ONS: reservatórios devem cair a 10,3% ao final de novembro

Estimativa do ONS leva em conta a adoção de ações para minimizar o uso de água das hidrelétricas, sem ações a previsão é de chegar a 7,6%

O Operador Nacional do Sistema Elétrico projeta que as ações para reduzir o deplecionamento dos reservatórios deverá resultar em uma melhoria do nível de armazenamento ao final do período seco. A estimativa apresentada pelo diretor geral o órgão, Luiz Carlos Ciocchi, é de um nível projetado de 7,5% para 10,3% no subsistema Sudeste/Centro-Oeste. Um nível apesar de mais elevado, ainda crítico.

Segundo o executivo, que participou de audiência na Comissão de Minas e Energia na Câmara dos Deputados na última terça-feira, 15 de junho, essa situação é preocupante. Contudo, descarta qualquer risco de abastecimento e de atendimento à demanda.

“Com a implementação de nossa proposta de ação, o nível em novembro de 2020 deverá ser de 10,3%, ainda é preocupante, mas não teremos problema de energia ou de potência, quando chegar a próxima estação chuvosa”, comentou ele.

Entre as ações que ele citou a principal é a redução das vazões nas UHEs Jupiá (1.551 MW, SP/MS) e Porto Primavera (1.540 MW, SP/MS) para poder liberar mais capacidade de geração de energia de térmicas para atender a demanda instantânea. Além disso, constam desse pacote de ações a preservação dos reservatórios de cabeceiras com a flexibilização dos reservatórios na bacia do Paraná, principalmente em Furnas. Essa ação levaria, segundo cálculos apresentados a um ganho de 3,8% no SIN.

“Essa segunda ação visa segurar a água para mantermos a governabilidade da cascata de usinas nessa bacia, é para que todas as hidrelétricas tenham um nível mínimo de água para que possam ser operadas”, afirmou. “Mesmo com essas flexibilizações, o uso consuntivo, para consumo humano, animal e para a agricultura estão garantidos”, acrescentou.

Para justificar a medida, Ciocchi apresentou dados sobre os reservatórios das UHEs no SE/CO. Comparando 13 de junho deste ano com 2020, em um grupo de 10 usinas nas bacias dos rios Grande, Paranaíba, Paraná e Tietê, metade estava com o pior nível de armazenamento em seu histórico. Nas outras cinco o nível variou entre o 2o pior e o 5o pior em 22 anos de operação do sistema pelo ONS.

O segundo bloco de ações está ou na redução do calado ou até mesmo a paralisação da hidrovia Tietê-Paraná a partir de 1o de julho. Os ganhos nesse ponto variam de 0,5% a até 1,6% de armazenamento a depender da opção adotada quanto a hidrovia. E ainda, a terceira via de ação refere-se à flexibilização da operação dos reservatórios do rio São Francisco com ganho de 0,8% no SIN.

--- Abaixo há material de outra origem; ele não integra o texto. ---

//! # dental_ai_news
//!
//! Collects news about artificial intelligence in dentistry from the NewsAPI
//! search endpoint and writes dated Markdown digests, one per output language.
//!
//! ## Usage
//!
//! ```sh
//! NEWS_API_KEY=... dental_ai_news
//! ```
//!
//! ## Architecture
//!
//! Each invocation runs one sequential pipeline:
//! 1. **Fetching**: One search request per configured query
//! 2. **Filtering**: Keep articles that mention both AI and dentistry
//! 3. **Deduplication**: First occurrence per URL wins
//! 4. **Translation**: Best-effort titles and descriptions for translated outputs
//! 5. **Output**: Overwrite `<output_root>/<lang>/<YYYY-MM-DD>.md`

use chrono::Local;
use clap::Parser;
use reqwest::Client;
use std::error::Error;
use std::path::{Path, PathBuf};
use std::time::Duration;
use tracing::{debug, error, info, instrument, warn};
use tracing_subscriber::{EnvFilter, fmt as tfmt};

mod api;
mod cli;
mod config;
mod filters;
mod models;
mod outputs;
mod pipeline;
mod translate;
mod utils;

use api::NewsApiClient;
use cli::Cli;
use config::DigestConfig;
use pipeline::RunSummary;
use translate::GoogleTranslator;

#[tokio::main]
#[instrument]
async fn main() -> Result<(), Box<dyn Error>> {
    // --- Tracing init ---
    let filter = EnvFilter::try_from_default_env().unwrap_or_else(|_| EnvFilter::new("info"));
    tfmt()
        .with_env_filter(filter)
        .with_target(true)
        .with_file(false)
        .with_line_number(false)
        .with_timer(tracing_subscriber::fmt::time::UtcTime::rfc_3339())
        .init();

    let start_time = std::time::Instant::now();
    info!("dental_ai_news starting up");

    let args = Cli::parse();
    debug!(?args.config, ?args.output_dir, ?args.date, "Parsed CLI arguments");

    let Some(summary) = execute(args).await? else {
        return Ok(());
    };

    for output in &summary.outputs {
        match &output.result {
            Ok(path) => info!(
                language = %output.language,
                path = %path.display(),
                translation_fallbacks = output.translation_fallbacks,
                "Digest written"
            ),
            Err(e) => warn!(
                language = %output.language,
                dir = %output.dir.display(),
                error = %e,
                "Digest not written"
            ),
        }
    }

    let elapsed = start_time.elapsed();
    info!(
        date = %summary.date,
        fetched = summary.fetched,
        relevant = summary.relevant,
        unique = summary.unique,
        all_written = summary.all_written(),
        secs = elapsed.as_secs(),
        millis = elapsed.subsec_millis(),
        "Execution complete"
    );

    Ok(())
}

/// The API key, unless it is absent or blank.
fn api_key(raw: Option<&str>) -> Option<&str> {
    raw.map(str::trim).filter(|k| !k.is_empty())
}

/// Load the configuration and run the pipeline once.
///
/// Returns `Ok(None)` without touching the filesystem when no API key is set.
#[instrument(level = "info", skip_all)]
async fn execute(args: Cli) -> Result<Option<RunSummary>, Box<dyn Error>> {
    let mut config = DigestConfig::load(args.config.as_deref().map(Path::new))?;
    if let Some(dir) = &args.output_dir {
        config.output_root = PathBuf::from(dir);
    }

    let Some(api_key) = api_key(args.news_api_key.as_deref()) else {
        error!("NEWS_API_KEY is not set; nothing fetched and no files written");
        return Ok(None);
    };

    let today = args.date.unwrap_or_else(|| Local::now().date_naive());
    let timeout = Duration::from_secs(config.request_timeout_secs);
    let http = Client::builder().timeout(timeout).build()?;

    let source = NewsApiClient::new(http.clone(), api_key, &config);
    let translator = GoogleTranslator::new(http, &config.translate_url, timeout);

    Ok(Some(pipeline::run(&config, &source, &translator, today).await))
}

#[cfg(test)]
mod tests {
    use super::*;

    fn cli(root: &Path, key: Option<&str>) -> Cli {
        Cli {
            config: None,
            news_api_key: key.map(String::from),
            output_dir: Some(root.join("noticias").display().to_string()),
            date: None,
        }
    }

    #[test]
    fn test_api_key_rejects_blank() {
        assert_eq!(api_key(None), None);
        assert_eq!(api_key(Some("   ")), None);
        assert_eq!(api_key(Some(" abc ")), Some("abc"));
    }

    #[tokio::test]
    async fn test_missing_key_writes_nothing() {
        let tmp = tempfile::tempdir().unwrap();

        let summary = execute(cli(tmp.path(), None)).await.unwrap();

        assert!(summary.is_none());
        assert_eq!(std::fs::read_dir(tmp.path()).unwrap().count(), 0);
    }

    #[tokio::test]
    async fn test_blank_key_writes_nothing() {
        let tmp = tempfile::tempdir().unwrap();

        let summary = execute(cli(tmp.path(), Some("  \t"))).await.unwrap();

        assert!(summary.is_none());
        assert!(!tmp.path().join("noticias").exists());
    }
}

“Se não adotarmos essas ações chegaremos a 2022 em uma condição muito frágil para atender a necessidade de energia no próximo ano”, alertou ele.

Com essas ações o ONS liberaria mais geração térmica. Hoje há disponível no sistema 16,5 GW em usinas dessa natureza. A redução das vazões levaria a menor geração de energia por hidrelétricas no país. Ou seja, consequentemente, o GSF deverá ser mais elevado.